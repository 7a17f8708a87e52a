//! Match schedule generation for all tournament formats
//!
//! Every plan is a pure function of the participant set, the match log so
//! far, and the configured seed. Bracket linkage is recomputed from the
//! round-indexed log each time instead of being threaded through
//! winner-of-match pointers.

use rand::rngs::StdRng;
use rand::{Rng, SeedableRng};
use std::collections::HashMap;
use uuid::Uuid;

use crate::error::{ArenaError, ArenaResult};
use shared::{Match, MatchStatus, Participant, RoundPlan, TournamentFormat};

/// Lives a participant starts with in double elimination
const DOUBLE_ELIMINATION_LIVES: u32 = 2;

/// Generate the next round for a tournament, or `None` once the format's
/// completion condition holds.
///
/// `history` is the full append-only match log; rounds present in it are
/// assumed resolved (every elimination match has a deterministic advancer,
/// see [`resolve_advancer`]).
pub fn next_round(
    tournament_id: Uuid,
    participants: &[Participant],
    format: TournamentFormat,
    history: &[Match],
    seed: Option<u64>,
) -> ArenaResult<Option<RoundPlan>> {
    if participants.len() < 2 {
        return Err(ArenaError::InvalidFormatInput {
            message: format!(
                "{format} needs at least 2 participants, got {}",
                participants.len()
            ),
        });
    }

    let round = history.iter().map(|m| m.round).max().unwrap_or(0) + 1;

    match format {
        TournamentFormat::RoundRobin => {
            // All pairs are known upfront; a single round covers the format
            if !history.is_empty() {
                return Ok(None);
            }
            Ok(Some(round_robin_plan(tournament_id, participants)))
        }
        TournamentFormat::SingleElimination => {
            let losses = loss_counts(participants, history);
            let alive = seeding_order(participants, seed)
                .into_iter()
                .filter(|p| losses.get(&p.id).copied().unwrap_or(0) == 0)
                .collect::<Vec<_>>();

            if alive.len() <= 1 {
                return Ok(None);
            }
            Ok(Some(bracket_plan(tournament_id, round, &alive)))
        }
        TournamentFormat::DoubleElimination => {
            let losses = loss_counts(participants, history);
            let order = seeding_order(participants, seed);
            let alive = order
                .iter()
                .filter(|p| losses.get(&p.id).copied().unwrap_or(0) < DOUBLE_ELIMINATION_LIVES)
                .collect::<Vec<_>>();

            if alive.len() <= 1 {
                return Ok(None);
            }

            let winners: Vec<&Participant> = alive
                .iter()
                .filter(|p| losses.get(&p.id).copied().unwrap_or(0) == 0)
                .copied()
                .collect();
            let losers: Vec<&Participant> = alive
                .iter()
                .filter(|p| losses.get(&p.id).copied().unwrap_or(0) == 1)
                .copied()
                .collect();

            // Grand final once each bracket is down to one participant
            if winners.len() == 1 && losers.len() == 1 {
                let matches = vec![Match::new(
                    tournament_id,
                    round,
                    vec![winners[0].id, losers[0].id],
                )];
                return Ok(Some(RoundPlan {
                    round,
                    matches,
                    byes: Vec::new(),
                }));
            }

            let mut matches = Vec::new();
            let mut byes = Vec::new();
            pair_within_bracket(tournament_id, round, &winners, &mut matches, &mut byes);
            pair_within_bracket(tournament_id, round, &losers, &mut matches, &mut byes);

            Ok(Some(RoundPlan { round, matches, byes }))
        }
    }
}

/// Every unordered pair of distinct participants exactly once, in a single
/// round, ordered by the input participant ordering
fn round_robin_plan(tournament_id: Uuid, participants: &[Participant]) -> RoundPlan {
    let mut matches = Vec::with_capacity(participants.len() * (participants.len() - 1) / 2);
    for (i, first) in participants.iter().enumerate() {
        for second in participants.iter().skip(i + 1) {
            matches.push(Match::new(tournament_id, 1, vec![first.id, second.id]));
        }
    }
    RoundPlan {
        round: 1,
        matches,
        byes: Vec::new(),
    }
}
//! Arena service implementations

pub mod judge_client;
pub mod submissions;

#[cfg(test)]
pub mod tests;

pub use judge_client::*;
pub use submissions::*;
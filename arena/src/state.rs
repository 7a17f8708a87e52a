//! Tournament registry
//!
//! An owned map of running tournaments passed to the orchestration layer.
//! The engine itself holds no global state; everything lives here, by
//! explicit reference.

use std::collections::HashMap;
use uuid::Uuid;

use shared::Tournament;

#[derive(Debug, Default)]
pub struct TournamentRegistry {
    tournaments: HashMap<Uuid, Tournament>,
}

impl TournamentRegistry {
    pub fn new() -> Self {
        Self::default()
    }

    /// Register a tournament, returning its id
    pub fn insert(&mut self, tournament: Tournament) -> Uuid {
        let id = tournament.id;
        self.tournaments.insert(id, tournament);
        id
    }

    pub fn get(&self, id: Uuid) -> Option<&Tournament> {
        self.tournaments.get(&id)
    }

    pub fn get_mut(&mut self, id: Uuid) -> Option<&mut Tournament> {
        self.tournaments.get_mut(&id)
    }

    pub fn remove(&mut self, id: Uuid) -> Option<Tournament> {
        self.tournaments.remove(&id)
    }

    /// All registered tournaments, newest first
    pub fn list(&self) -> Vec<&Tournament> {
        let mut all: Vec<&Tournament> = self.tournaments.values().collect();
        all.sort_by(|a, b| b.created_at.cmp(&a.created_at));
        all
    }

    pub fn len(&self) -> usize {
        self.tournaments.len()
    }

    pub fn is_empty(&self) -> bool {
        self.tournaments.is_empty()
    }
}
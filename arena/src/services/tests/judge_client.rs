//! Tests for judge backend services

use std::time::Duration;
use uuid::Uuid;
use wiremock::matchers::{header, method, path};
use wiremock::{Mock, MockServer, ResponseTemplate};

use crate::services::judge_client::{AnthropicJudge, ScriptedJudge};
use crate::traits::JudgeBackend;
use crate::types::{JudgeEntry, JudgeRequest};
use shared::JudgeFailure;

fn request(entries: Vec<JudgeEntry>) -> JudgeRequest {
    JudgeRequest {
        match_id: Uuid::new_v4(),
        prompt: "compare the submissions".to_string(),
        entries,
        model: "claude-3-5-sonnet-20241022".to_string(),
        max_tokens: 2000,
        temperature: 0.1,
    }
}

fn entry(name: &str, word_count: usize) -> JudgeEntry {
    JudgeEntry {
        participant_id: Uuid::new_v4(),
        name: name.to_string(),
        word_count,
    }
}

#[tokio::test]
async fn test_anthropic_judge_extracts_reply_text() {
    let server = MockServer::start().await;
    Mock::given(method("POST"))
        .and(path("/v1/messages"))
        .and(header("x-api-key", "test-key"))
        .respond_with(ResponseTemplate::new(200).set_body_json(serde_json::json!({
            "content": [{"type": "text", "text": "{\"winner\": null}"}],
            "usage": {"input_tokens": 120, "output_tokens": 40}
        })))
        .mount(&server)
        .await;

    let judge = AnthropicJudge::new("test-key").with_base_url(server.uri());
    let reply = judge
        .send_comparison(request(vec![entry("a", 30), entry("b", 20)]))
        .await
        .unwrap();

    assert_eq!(reply.content, "{\"winner\": null}");
    assert_eq!(reply.input_tokens, 120);
    assert_eq!(reply.output_tokens, 40);
}

#[tokio::test]
async fn test_anthropic_judge_maps_rate_limit() {
    let server = MockServer::start().await;
    Mock::given(method("POST"))
        .and(path("/v1/messages"))
        .respond_with(ResponseTemplate::new(429))
        .mount(&server)
        .await;

    let judge = AnthropicJudge::new("test-key").with_base_url(server.uri());
    let result = judge
        .send_comparison(request(vec![entry("a", 30), entry("b", 20)]))
        .await;
    assert_eq!(result.unwrap_err(), JudgeFailure::RateLimited);
}

#[tokio::test]
async fn test_anthropic_judge_maps_auth_failure() {
    let server = MockServer::start().await;
    Mock::given(method("POST"))
        .and(path("/v1/messages"))
        .respond_with(ResponseTemplate::new(401))
        .mount(&server)
        .await;

    let judge = AnthropicJudge::new("bad-key").with_base_url(server.uri());
    let result = judge
        .send_comparison(request(vec![entry("a", 30), entry("b", 20)]))
        .await;
    assert_eq!(result.unwrap_err(), JudgeFailure::AuthenticationFailed);
}

#[tokio::test]
async fn test_anthropic_judge_maps_server_errors() {
    let server = MockServer::start().await;
    Mock::given(method("POST"))
        .and(path("/v1/messages"))
        .respond_with(ResponseTemplate::new(500))
        .mount(&server)
        .await;

    let judge = AnthropicJudge::new("test-key").with_base_url(server.uri());
    let result = judge
        .send_comparison(request(vec![entry("a", 30), entry("b", 20)]))
        .await;
    assert!(matches!(result.unwrap_err(), JudgeFailure::ServerError { .. }));
}

#[tokio::test]
async fn test_anthropic_judge_rejects_empty_content() {
    let server = MockServer::start().await;
    Mock::given(method("POST"))
        .and(path("/v1/messages"))
        .respond_with(ResponseTemplate::new(200).set_body_json(serde_json::json!({
            "content": [],
            "usage": {"input_tokens": 1, "output_tokens": 0}
        })))
        .mount(&server)
        .await;

    let judge = AnthropicJudge::new("test-key").with_base_url(server.uri());
    let result = judge
        .send_comparison(request(vec![entry("a", 30), entry("b", 20)]))
        .await;
    assert!(matches!(result.unwrap_err(), JudgeFailure::InvalidRequest { .. }));
}

#[tokio::test]
async fn test_scripted_judge_prefers_longer_submission() {
    let judge = ScriptedJudge::new();
    let long = entry("long", 120);
    let short = entry("short", 30);
    let winner_id = long.participant_id;

    let reply = judge.send_comparison(request(vec![long, short])).await.unwrap();
    assert!(reply.content.contains(&winner_id.to_string()));
    assert!(reply.content.contains("\"winner\""));
}

#[tokio::test]
async fn test_scripted_judge_is_deterministic() {
    let judge = ScriptedJudge::new();
    let entries = vec![entry("a", 50), entry("b", 40)];

    let first = judge.send_comparison(request(entries.clone())).await.unwrap();
    let second = judge.send_comparison(request(entries)).await.unwrap();
    assert_eq!(first.content, second.content);
}

#[tokio::test]
async fn test_scripted_judge_ties_on_equal_length() {
    let judge = ScriptedJudge::new().with_latency(Duration::from_millis(1));
    let reply = judge
        .send_comparison(request(vec![entry("a", 40), entry("b", 40)]))
        .await
        .unwrap();
    assert!(reply.content.contains("\"winner\": null"));
}
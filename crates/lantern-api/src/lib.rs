//! Lantern API server library.
//!
//! Exposed as a library so integration tests can assemble the same router
//! the binary serves.

pub mod config;
pub mod error;
pub mod routes;
pub mod state;

use axum::Router;

use crate::state::AppState;

/// Assembles the full application router.
#[must_use]
pub fn app(state: AppState) -> Router {
    Router::new()
        .merge(routes::health::router())
        .merge(routes::voice::router())
        .merge(routes::chat::router())
        .with_state(state)
}
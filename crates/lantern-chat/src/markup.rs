//! Incoming-message clean-up and outgoing reply formatting.

use crate::client::BotIdentity;

/// Turns a raw mention-laden chat message into an interpreter command:
/// HTML tags are dropped, and a leading mention of the bot's own name is
/// removed. With no identity known the mention is left alone, which at
/// worst forwards the bot's name as part of the command.
#[must_use]
pub fn clean_incoming(text: &str, identity: Option<&BotIdentity>) -> String {
    let stripped = strip_html(text);
    let trimmed = stripped.trim();
    if let Some(identity) = identity {
        let name = identity.display_name.as_str();
        if !name.is_empty()
            && let (Some(head), Some(rest)) =
                (trimmed.get(..name.len()), trimmed.get(name.len()..))
            && head.eq_ignore_ascii_case(name)
        {
            return rest.trim().to_owned();
        }
    }
    trimmed.to_owned()
}

/// Formats an interpreter reply as room markdown. The first line of
/// z-machine output is the status bar, rendered as code; the rest keeps its
/// line breaks via `<br/>`.
#[must_use]
pub fn to_markdown(reply: &str) -> String {
    match reply.split_once('\n') {
        Some((status_bar, rest)) => {
            format!("`{status_bar}`\n{}", rest.replace('\n', "<br/>"))
        }
        None => format!("`{reply}`"),
    }
}

/// Removes anything between `<` and `>`. The chat platform's rich text is
/// a small HTML subset; nothing inside tags is ever part of a command.
fn strip_html(text: &str) -> String {
    let mut out = String::with_capacity(text.len());
    let mut in_tag = false;
    for c in text.chars() {
        match c {
            '<' => in_tag = true,
            '>' => in_tag = false,
            _ if !in_tag => out.push(c),
            _ => {}
        }
    }
    out
}
//! Environment-variable configuration.

use lantern_core::error::BridgeError;

/// Runtime configuration, read once at startup.
#[derive(Debug, Clone)]
pub struct Config {
    /// Interface to bind.
    pub host: String,
    /// Port to listen on.
    pub port: u16,
    /// Base URL of the game-runner.
    pub zmachine_url: String,
    /// Base URL of the chat platform API.
    pub chat_api_url: String,
    /// Bearer token for the chat platform API.
    pub chat_token: String,
    /// Game title spawned for new sessions.
    pub default_game: String,
    /// Email to escalate failures to.
    pub admin_contact: Option<String>,
}

impl Config {
    /// Reads configuration from the environment.
    ///
    /// # Errors
    ///
    /// Returns `BridgeError::Config` when a required variable is missing or
    /// `PORT` is not a valid port number.
    pub fn from_env() -> Result<Self, BridgeError> {
        Ok(Self {
            host: optional("HOST").unwrap_or_else(|| "0.0.0.0".to_owned()),
            port: parse_port(optional("PORT").as_deref())?,
            zmachine_url: required("ZMACHINE_URL")?,
            chat_api_url: required("CHAT_API_URL")?,
            chat_token: required("CHAT_TOKEN")?,
            default_game: optional("DEFAULT_GAME").unwrap_or_else(|| "zork".to_owned()),
            admin_contact: optional("ADMIN_CONTACT"),
        })
    }
}

fn required(name: &str) -> Result<String, BridgeError> {
    std::env::var(name).map_err(|_| BridgeError::Config(format!("{name} must be set")))
}

fn optional(name: &str) -> Option<String> {
    std::env::var(name).ok()
}

fn parse_port(value: Option<&str>) -> Result<u16, BridgeError> {
    match value {
        None => Ok(5432),
        Some(raw) => raw
            .parse()
            .map_err(|e| BridgeError::Config(format!("PORT must be a valid u16: {e}"))),
    }
}
//! Chat platform abstraction.

use async_trait::async_trait;
use lantern_core::error::BridgeError;

/// The bot's own account, fetched once at startup.
#[derive(Debug, Clone, PartialEq, Eq)]
pub struct BotIdentity {
    /// Person id the platform stamps on messages the bot authors.
    pub person_id: String,
    /// Display name, as it appears in mention text.
    pub display_name: String,
}

/// One message fetched from the chat API.
#[derive(Debug, Clone)]
pub struct ChatMessage {
    /// Message id.
    pub id: String,
    /// Room the message was posted in.
    pub room_id: String,
    /// Author's person id.
    pub person_id: String,
    /// Plain-text body, possibly carrying mention markup.
    pub text: String,
}

/// HTTP surface of the chat platform.
#[async_trait]
pub trait ChatApi: Send + Sync {
    /// Resolves the bot's own identity (`GET /people/me`).
    async fn own_identity(&self) -> Result<BotIdentity, BridgeError>;

    /// Fetches a message body by id. Webhooks only announce ids.
    async fn get_message(&self, message_id: &str) -> Result<ChatMessage, BridgeError>;

    /// Posts a reply to `room_id`, as markdown with a plain-text fallback.
    async fn post_message(
        &self,
        room_id: &str,
        markdown: &str,
        text: &str,
    ) -> Result<(), BridgeError>;

    /// Sends a direct message to a person by email. Used for out-of-band
    /// error escalation to the admin contact.
    async fn post_direct_message(&self, person_email: &str, text: &str)
    -> Result<(), BridgeError>;
}
//! Voice/SMS channel adapter.
//!
//! The IVR platform delivers each inbound text as a webhook and expects a
//! script of directives back: `say` to speak/send a fragment, `wait` to
//! pause between fragments, `reject` to drop the session.

use axum::extract::State;
use axum::{Json, Router, routing::post};
use lantern_core::action::Action;
use lantern_core::chunk::chunk;
use lantern_core::session::SessionLabel;
use lantern_dispatch::take_turn;
use serde::Deserialize;
use serde_json::{Value, json};
use tracing::{instrument, warn};

use crate::state::AppState;

/// Largest fragment the SMS/voice channel accepts.
const VOICE_CHUNK_LEN: usize = 140;

/// Pause between spoken fragments, in milliseconds.
const WAIT_MS: u64 = 500;

/// Inbound IVR webhook payload.
#[derive(Debug, Deserialize)]
pub struct VoiceWebhook {
    /// The IVR session wrapper.
    pub session: VoiceSession,
}

/// IVR session details.
#[derive(Debug, Deserialize)]
pub struct VoiceSession {
    /// The number/channel the message arrived on.
    pub to: VoiceEndpoint,
    /// The caller.
    pub from: VoiceCaller,
    /// The message body.
    #[serde(rename = "initialText", default)]
    pub initial_text: String,
}

/// Receiving endpoint; only the channel kind matters here.
#[derive(Debug, Deserialize)]
pub struct VoiceEndpoint {
    /// `TEXT` for SMS; anything else is a call, which this bridge rejects.
    #[serde(default)]
    pub channel: String,
}

/// Caller identification.
#[derive(Debug, Deserialize)]
pub struct VoiceCaller {
    /// E.164-formatted caller id.
    #[serde(rename = "e164Id", default)]
    pub e164_id: Option<String>,
    /// Fallback id some carriers deliver instead.
    #[serde(default)]
    pub id: Option<String>,
}

impl VoiceCaller {
    fn caller_id(&self) -> Option<&str> {
        self.e164_id.as_deref().or(self.id.as_deref())
    }
}

fn reject() -> Json<Value> {
    Json(json!({ "tropo": [{ "reject": {} }] }))
}

/// One `say` per chunk, separated by `wait`s so the carrier keeps the
/// fragments in order.
fn say_directives(chunks: &[String]) -> Json<Value> {
    let mut steps = Vec::with_capacity(chunks.len() * 2);
    for (i, fragment) in chunks.iter().enumerate() {
        steps.push(json!({ "say": { "value": fragment } }));
        if i + 1 < chunks.len() {
            steps.push(json!({ "wait": { "milliseconds": WAIT_MS } }));
        }
    }
    Json(json!({ "tropo": steps }))
}

/// POST /tropo
#[instrument(skip(state, webhook))]
async fn inbound(State(state): State<AppState>, Json(webhook): Json<VoiceWebhook>) -> Json<Value> {
    if webhook.session.to.channel != "TEXT" {
        warn!(channel = %webhook.session.to.channel, "rejecting non-text session");
        return reject();
    }
    let Some(caller_id) = webhook.session.from.caller_id() else {
        warn!("inbound text without caller id");
        return reject();
    };

    let label = SessionLabel::from_caller_id(caller_id);
    let action = Action::parse(&webhook.session.initial_text);
    let outcome = take_turn(&state.runner, &label, &action, &state.turn).await;

    say_directives(&chunk(&outcome.reply, VOICE_CHUNK_LEN))
}

/// Returns the voice/SMS channel router.
pub fn router() -> Router<AppState> {
    Router::new().route("/tropo", post(inbound))
}
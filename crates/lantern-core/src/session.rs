//! Session labels.
//!
//! A session identifies one conversational participant-group. The label is
//! the key the game-runner tags processes and save slots with, so it has to
//! be filesystem-safe: caller ids already are, chat room ids are not and get
//! hashed.

use sha2::{Digest, Sha256};

/// Number of hex characters kept from the hashed room id.
const ROOM_LABEL_LEN: usize = 16;

/// Channel-specific key for one conversational participant-group.
///
/// The label is the only session state this system holds; the mapping from
/// label to game process is re-discovered from the game-runner on every
/// turn, never cached.
#[derive(Debug, Clone, PartialEq, Eq)]
pub struct SessionLabel(String);

impl SessionLabel {
    /// Label for a voice/SMS caller. The E.164 id is used verbatim.
    #[must_use]
    pub fn from_caller_id(caller_id: &str) -> Self {
        Self(caller_id.trim().to_owned())
    }

    /// Label for a team-chat room. Room ids contain characters the
    /// game-runner cannot use in a save-file name, so the id is hashed.
    #[must_use]
    pub fn from_room_id(room_id: &str) -> Self {
        let digest = Sha256::digest(room_id.as_bytes());
        let mut hex = String::with_capacity(ROOM_LABEL_LEN);
        for byte in digest.iter().take(ROOM_LABEL_LEN / 2) {
            hex.push_str(&format!("{byte:02x}"));
        }
        Self(hex)
    }

    /// The label text sent to the game-runner.
    #[must_use]
    pub fn as_str(&self) -> &str {
        &self.0
    }
}

impl std::fmt::Display for SessionLabel {
    fn fmt(&self, f: &mut std::fmt::Formatter<'_>) -> std::fmt::Result {
        f.write_str(&self.0)
    }
}

#[cfg(test)]
mod tests {
    use super::*;

    #[test]
    fn test_caller_id_is_used_verbatim() {
        let label = SessionLabel::from_caller_id(" +15551234567 ");
        assert_eq!(label.as_str(), "+15551234567");
    }

    #[test]
    fn test_room_id_is_hashed_to_fixed_length_hex() {
        let label = SessionLabel::from_room_id("Y2lzY29zcGFyazovL3VzL1JPT00vabc123==");
        assert_eq!(label.as_str().len(), ROOM_LABEL_LEN);
        assert!(label.as_str().chars().all(|c| c.is_ascii_hexdigit()));
    }

    #[test]
    fn test_room_hash_is_stable_and_distinct() {
        let a = SessionLabel::from_room_id("room-a");
        let a2 = SessionLabel::from_room_id("room-a");
        let b = SessionLabel::from_room_id("room-b");
        assert_eq!(a, a2);
        assert_ne!(a, b);
    }
}
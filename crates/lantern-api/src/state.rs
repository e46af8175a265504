//! Shared application state.

use std::sync::Arc;

use lantern_chat::{BotIdentity, ChatApi};
use lantern_dispatch::TurnConfig;
use lantern_zmachine::GameRunner;

/// Application state shared across all request handlers.
///
/// The only mutable-looking piece is `identity`, and it is not mutable: it
/// is resolved once at startup and `None` thereafter means "could not be
/// determined" — handlers proceed cautiously instead of blocking.
#[derive(Clone)]
pub struct AppState {
    /// Game-runner client.
    pub runner: Arc<dyn GameRunner>,
    /// Chat platform client.
    pub chat: Arc<dyn ChatApi>,
    /// The bot's own chat identity, when startup managed to resolve it.
    pub identity: Option<BotIdentity>,
    /// Dispatch configuration (game title, blocked commands).
    pub turn: TurnConfig,
    /// Email to escalate failures to, out-of-band.
    pub admin_contact: Option<String>,
}

impl AppState {
    /// Create new application state.
    #[must_use]
    pub fn new(
        runner: Arc<dyn GameRunner>,
        chat: Arc<dyn ChatApi>,
        identity: Option<BotIdentity>,
        turn: TurnConfig,
        admin_contact: Option<String>,
    ) -> Self {
        Self {
            runner,
            chat,
            identity,
            turn,
            admin_contact,
        }
    }
}
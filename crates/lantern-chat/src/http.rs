//! `reqwest`-backed chat platform client.

use async_trait::async_trait;
use lantern_core::error::BridgeError;
use reqwest::Client;
use serde::Deserialize;
use serde_json::json;
use tracing::debug;

use crate::client::{BotIdentity, ChatApi, ChatMessage};

/// Production [`ChatApi`] using bearer-token authentication.
#[derive(Debug, Clone)]
pub struct HttpChatApi {
    client: Client,
    base_url: String,
    token: String,
}

impl HttpChatApi {
    /// Creates a client for the chat API at `base_url` with `token`.
    #[must_use]
    pub fn new(base_url: impl Into<String>, token: impl Into<String>) -> Self {
        Self {
            client: Client::new(),
            base_url: base_url.into().trim_end_matches('/').to_owned(),
            token: token.into(),
        }
    }

    fn url(&self, path: &str) -> String {
        format!("{}{path}", self.base_url)
    }
}

#[derive(Debug, Deserialize)]
struct PersonResponse {
    id: String,
    #[serde(rename = "displayName", default)]
    display_name: String,
}

#[derive(Debug, Deserialize)]
struct MessageResponse {
    id: String,
    #[serde(rename = "roomId")]
    room_id: String,
    #[serde(rename = "personId", default)]
    person_id: String,
    #[serde(default)]
    text: String,
}

fn transport(context: &str, err: &reqwest::Error) -> BridgeError {
    BridgeError::Transport(format!("{context}: {err}"))
}

fn bad_status(context: &str, status: reqwest::StatusCode) -> BridgeError {
    BridgeError::Transport(format!("{context}: chat API returned HTTP {status}"))
}

fn bad_payload(context: &str, err: &reqwest::Error) -> BridgeError {
    BridgeError::Protocol(format!("{context}: unparseable response: {err}"))
}

#[async_trait]
impl ChatApi for HttpChatApi {
    async fn own_identity(&self) -> Result<BotIdentity, BridgeError> {
        let resp = self
            .client
            .get(self.url("/people/me"))
            .bearer_auth(&self.token)
            .send()
            .await
            .map_err(|e| transport("own identity", &e))?;
        if !resp.status().is_success() {
            return Err(bad_status("own identity", resp.status()));
        }
        let person: PersonResponse =
            resp.json().await.map_err(|e| bad_payload("own identity", &e))?;
        debug!(person_id = %person.id, "resolved bot identity");
        Ok(BotIdentity {
            person_id: person.id,
            display_name: person.display_name,
        })
    }

    async fn get_message(&self, message_id: &str) -> Result<ChatMessage, BridgeError> {
        let resp = self
            .client
            .get(self.url(&format!("/messages/{message_id}")))
            .bearer_auth(&self.token)
            .send()
            .await
            .map_err(|e| transport("get message", &e))?;
        if !resp.status().is_success() {
            return Err(bad_status("get message", resp.status()));
        }
        let message: MessageResponse =
            resp.json().await.map_err(|e| bad_payload("get message", &e))?;
        Ok(ChatMessage {
            id: message.id,
            room_id: message.room_id,
            person_id: message.person_id,
            text: message.text,
        })
    }

    async fn post_message(
        &self,
        room_id: &str,
        markdown: &str,
        text: &str,
    ) -> Result<(), BridgeError> {
        debug!(room_id, "posting reply");
        let resp = self
            .client
            .post(self.url("/messages"))
            .bearer_auth(&self.token)
            .json(&json!({ "roomId": room_id, "markdown": markdown, "text": text }))
            .send()
            .await
            .map_err(|e| transport("post message", &e))?;
        if !resp.status().is_success() {
            return Err(bad_status("post message", resp.status()));
        }
        Ok(())
    }

    async fn post_direct_message(
        &self,
        person_email: &str,
        text: &str,
    ) -> Result<(), BridgeError> {
        debug!(person_email, "posting direct message");
        let resp = self
            .client
            .post(self.url("/messages"))
            .bearer_auth(&self.token)
            .json(&json!({ "toPersonEmail": person_email, "text": text }))
            .send()
            .await
            .map_err(|e| transport("post direct message", &e))?;
        if !resp.status().is_success() {
            return Err(bad_status("post direct message", resp.status()));
        }
        Ok(())
    }
}
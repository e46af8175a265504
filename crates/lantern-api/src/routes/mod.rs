//! Route modules organized by channel.

pub mod chat;
pub mod health;
pub mod voice;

:::

▸ **PROBLEM DETAILS**: Please count the lines of the entries above that include "AppState" and give only the total.

▸ **OUTPUT OF THE TASK**: 7